Perhaps the most important source for Australian 19th Century and early 20th Century newspapers on-line are through the National Library of Australia, in their Historical Newspapers program, 1803-1954 at :-
http://trove.nla.gov.au/newspaper and the historical journals, and magazines program through the Australian Periodical Publications 1840-1845. This is part of the Australian Co-operative Digitization Project, which can be found at http://www.nla.gov.au/ferg/.
Between these two sites hundreds of titles are offered. These are in pdf format and can be searched by word or phrase, which makes them a very accessible resource. However one important warning- not all surviving issues of newspapers have been microfilmed, digitized and put on- line.
The first newspaper in New South Wales was the Sydney Gazette which first appeared on 5th March 1803 and was printed by George Howe, a convict. It was published for many years, ceasing in 1842.
As well as including functions many of us associate with a newspaper it also carried official governmental orders and proclamations, serving as the government gazette until 1832 when the New South Wales Government Gazette was inaugurated. Several other newspapers were published in Sydney over the years including:-
- The Australian-(1824-1848);
- Sydney Monitor (1828-1838);
- The Sydney Herald-(1831-1842) (later the Sydney Morning Herald);
- The Colonist-(1835-1840);
- Australian Chronicle-(1839-1843)
- Sydney Chronicle-(1846-1848).
I have had extensive experience of these Sydney newspapers and using them in local and family history, and have spent many hundreds of hours compiling selected indexes. Although all are now out of print they can be found in Libraries and Family History Societies.
1. Index of Births, Deaths, and Marriages in Sydney Newspapers Vol 1 1830-1832
[Nola Mackey,1996,65pp, ISBN 1875840133,Out of Print]
2. Index of Births, Deaths, and Marriages in Sydney Newspapers Vol 2 1833-1835
[Nola Mackey,1996,107pp,ISBN 187584015X,Out of Print]
3. Index of Births, Deaths, and Marriages in Sydney Newspapers Vol 3 1836-1837
[Nola Mackey,1996,91pp,ISBN 1875840176, Out of Print]
4. Index of Births, Deaths, and Marriages in Sydney Newspapers Vol 4 1838
[Nola Mackey,1994,65pp,ISBN 18758409192,Out of Print]

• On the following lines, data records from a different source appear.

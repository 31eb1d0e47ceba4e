/*!
 * End-to-end segment editing workflows: read, edit, validate, rebuild.
 */

use xliffedit::{UpdateStatus, XliffDocument};

use crate::common::{ACME_TAGGED, sample_document, write_and_open};

#[test]
fn test_updateWithPreservedTags_shouldSucceedAndRestoreStructure() {
    let mut document = sample_document();
    let before = document.get_segment("1").expect("segment");
    assert_eq!(before.target_tagged, ACME_TAGGED);

    let outcome = document.update_segment("1", "{5}Acme{/5}{6}&{/6}{7} Meetings{/7}", true);

    assert_eq!(outcome.status, UpdateStatus::Updated);
    assert!(outcome.warnings.is_empty());

    let after = document.get_segment("1").expect("segment");
    assert_eq!(after.target_tagged, "{5}Acme{/5}{6}&{/6}{7} Meetings{/7}");
    assert_eq!(after.target, "Acme& Meetings");
}

#[test]
fn test_updateWithoutPlaceholders_onTaggedSegment_shouldRejectAndEchoCanonicalForm() {
    let mut document = sample_document();
    document.get_segment("1");

    let outcome = document.update_segment("1", "Acme & Meetings", true);

    assert_eq!(outcome.status, UpdateStatus::TagIntegrityViolation);
    assert!(
        outcome.message.contains(ACME_TAGGED),
        "message should echo the canonical tagged form: {}",
        outcome.message
    );

    // Document left unmodified
    let segment = document.get_segment("1").expect("segment");
    assert_eq!(segment.target_tagged, ACME_TAGGED);
}

#[test]
fn test_updateWithMissingTag_shouldRejectWithValidationDetails() {
    let mut document = sample_document();

    let outcome = document.update_segment("1", "{5}Acme{/5}{6}&{/6}", true);

    assert_eq!(outcome.status, UpdateStatus::TagIntegrityViolation);
    let validation = outcome.validation.expect("validation details expected");
    assert_eq!(validation.missing_tags, vec!["7".to_string()]);
    assert!(outcome.message.contains("Missing tags"));
    assert!(outcome.message.contains(ACME_TAGGED));
}

#[test]
fn test_updateWithPermutedTags_shouldSucceedWithWarningsAndCorrectNesting() {
    let mut document = sample_document();

    let outcome = document.update_segment("1", "{7} Meetings{/7}{5}Acme{/5}{6}&{/6}", true);

    assert_eq!(outcome.status, UpdateStatus::Updated);
    assert!(!outcome.warnings.is_empty());
    assert!(outcome.warnings[0].contains("Tag order changed"));

    let segment = document.get_segment("1").expect("segment");
    assert_eq!(segment.target_tagged, "{7} Meetings{/7}{5}Acme{/5}{6}&{/6}");
    assert_eq!(segment.target, "MeetingsAcme&");
}

#[test]
fn test_editedDocument_afterSaveAndReload_shouldPersistTheEdit() {
    let dir = tempfile::tempdir().expect("tempdir");
    let (path, mut document) = write_and_open(dir.path());

    let outcome = document.update_segment("1", "{5}Acme{/5}{6}&{/6}{7} Meetings{/7}", true);
    assert!(outcome.succeeded());
    document.save(None).expect("save should succeed");

    let mut reloaded = XliffDocument::open(&path).expect("reload");
    let segment = reloaded.get_segment("1").expect("segment");
    assert_eq!(segment.target_tagged, "{5}Acme{/5}{6}&{/6}{7} Meetings{/7}");
    assert_eq!(
        segment.status,
        Some(xliffedit::ConfirmationLevel::RejectedTranslation)
    );
}

#[test]
fn test_updateTwice_shouldValidateAgainstFirstCapturedCatalog() {
    let mut document = sample_document();

    let first = document.update_segment("1", "{5}A{/5}{6}&{/6}{7}E{/7}", true);
    assert!(first.succeeded());

    // The same inventory applies after the first mutation
    let second = document.update_segment("1", "{5}B{/5}{6}+{/6}{7}F{/7}", true);
    assert!(second.succeeded());

    let rejected = document.update_segment("1", "{5}C{/5}", true);
    assert_eq!(rejected.status, UpdateStatus::TagIntegrityViolation);
}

5. Index of Births, Deaths, and Marriages in Sydney Newspapers Vol 5 1839
[Nola Mackey,1994,67pp,ISBN 1875840214,Out of Print]
6. Index of Births, Deaths, and Marriages in Sydney Newspapers Vol 6 1840
[Nola Mackey,1995, 64pp, ISBN 1875840230,Out of Print]
Here are some examples of Birth, Death and Marriage Notices and Reports in newspapers which allows you so see the range and type of information given.
As wonderful as it is having this electronic access to newspapers family historians need to remember. One document or newspaper item concerning an event is not proof.
Assessing Newspapers as a Family History Source
- Do not automatically take the published word as gospel, and proof of what happened. Look at the evidence and how it was presented. Reports of Inquests and Court Proceeding are likely to be correct as the evidence is taken under oath, but an obituary or biography of a person’s life may contain untruths and exaggerations.
- If there were more than one newspaper being published in the area in a time period look at them all. You will be surprised to learn they will not report the same event exactly the same. There may be more information in one than the other.
- Not all newspapers are equal- and there is good reporting and bad reporting and much depends on the editor of the paper at the time.
- Newspapers have always been in the business of selling news, but they have always come under the Crown laws concerning slander and misrepresentation of facts. Some owner/editors stretched these boundaries and have found themselves in Court. There have been several newspapers who were sent to the wall and insolvency through court cases concerning slandering opposition newspapers.